The highest purpose in this Universe is the creation of an effect.

Axiom 11

The considerations resulting in conditions of existence are fourfold:

a. As-isness is the condition of immediate creation without persistence, and is the condition of existence which exists at the moment of creation and the moment of destruction, and is different from other considerations in that it does not contain survival.

b. Alter-isness is the consideration which introduces change, and therefore time and persistence, into an As-isness to obtain persistency.

c. Isness is an apparency of existence brought about by the continuous alteration of an As-isness. This is called, when agreed upon, Reality.
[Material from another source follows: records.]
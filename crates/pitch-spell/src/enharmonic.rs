//! Enharmonic spellings of each pitch class.

use spellconf::EnharmonicFilter;

use crate::pitch::{Accidental, NoteName};

use Accidental::*;
use NoteName::*;

type Spelling = Option<(NoteName, Accidental)>;

/// For each pitch class: flat-side spelling, common spelling, sharp-side spelling.
const FULL: [[Spelling; 3]; 12] = [
    [Some((D, DoubleFlat)), Some((C, Natural)), Some((B, Sharp))],
    [Some((D, Flat)), Some((C, Sharp)), Some((B, DoubleSharp))],
    [Some((E, DoubleFlat)), Some((D, Natural)), Some((C, DoubleSharp))],
    [Some((F, DoubleFlat)), Some((E, Flat)), Some((D, Sharp))],
    [Some((F, Flat)), Some((E, Natural)), Some((D, DoubleSharp))],
    [Some((G, DoubleFlat)), Some((F, Natural)), Some((E, Sharp))],
    [Some((G, Flat)), Some((F, Sharp)), Some((E, DoubleSharp))],
    [Some((A, DoubleFlat)), Some((G, Natural)), Some((F, DoubleSharp))],
    [Some((A, Flat)), Some((G, Sharp)), None],
    [Some((B, DoubleFlat)), Some((A, Natural)), Some((G, DoubleSharp))],
    [Some((C, DoubleFlat)), Some((B, Flat)), Some((A, Sharp))],
    [Some((C, Flat)), Some((B, Natural)), Some((A, DoubleSharp))],
];

fn is_rare(name: NoteName, accidental: Accidental) -> bool {
    matches!(
        (name, accidental),
        (C, Flat) | (B, Sharp) | (E, Sharp) | (F, Flat)
    )
}

/// O(1) lookup of enharmonic candidates, restricted by a filter.
#[derive(Debug, Clone, Copy, PartialEq, Eq)]
pub struct EnharmonicTable {
    filter: EnharmonicFilter,
}

impl Default for EnharmonicTable {
    fn default() -> Self {
        Self::new(EnharmonicFilter::Full)
    }
}

impl EnharmonicTable {
    pub fn new(filter: EnharmonicFilter) -> Self {
        Self { filter }
    }

    pub fn filter(&self) -> EnharmonicFilter {
        self.filter
    }

    /// The filter keeps this spelling.
    pub fn allows(&self, name: NoteName, accidental: Accidental) -> bool {
        match self.filter {
            EnharmonicFilter::Full => true,
            EnharmonicFilter::Short => !matches!(
                (name, accidental),
                (B, DoubleSharp) | (F, DoubleFlat) | (E, DoubleSharp)
            ),
            EnharmonicFilter::NoDouble => !accidental.is_double(),
            EnharmonicFilter::NoRare => !is_rare(name, accidental),
            EnharmonicFilter::Restricted => !accidental.is_double() && !is_rare(name, accidental),
        }
    }

    /// Candidate `index` (0..=2) for `pitch_class`, `None` when undefined or filtered out.
    pub fn lookup(&self, pitch_class: usize, index: usize) -> Option<(NoteName, Accidental)> {
        let (name, accidental) = (*FULL.get(pitch_class % 12)?.get(index)?)?;
        self.allows(name, accidental).then_some((name, accidental))
    }

    /// Defined candidates for `pitch_class`, flat side first.
    pub fn candidates(&self, pitch_class: usize) -> impl Iterator<Item = (NoteName, Accidental)> + '_ {
        (0..3).filter_map(move |i| self.lookup(pitch_class, i))
    }
}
d. Not-isness is the effort to handle Isness by reducing its condition through the use of force. It is an apparency and cannot entirely vanquish an Isness.

Axiom 12

The primary condition of any universe is that two spaces, energies or objects must not occupy the same space. When this condition is violated (perfect duplicate) the apparency of any universe or any part thereof is nulled.

Axiom 13

The Cycle-of-Action of the physical universe is: Creation, Survival, Destruction.

Axiom 14

Survival is accomplished by Alter-isness and Not-isness, by which is gained the persistency known as time.

Axiom 15

Creation is accomplished by the postulation of an As-isness.

Axiom 16

Complete destruction is accomplished by the postulation of the As-isness of any existence and the parts thereof.

Axiom 17

The Static, having postulated As-isness, then practices Alter-isness, and so achieves the apparency of Isness and so obtains Reality.

Axiom 18

The Static, in practicing Not-isness, brings about the persistence of unwanted existences, and so brings about unreality, which includes forgetfulness, unconsciousness and other undesirable states.

Axiom 19

Bringing the Static to view As-is any condition devaluates that condition.

Axiom 20

Bringing the Static to create a perfect duplicate causes the vanishment of any existence or part thereof.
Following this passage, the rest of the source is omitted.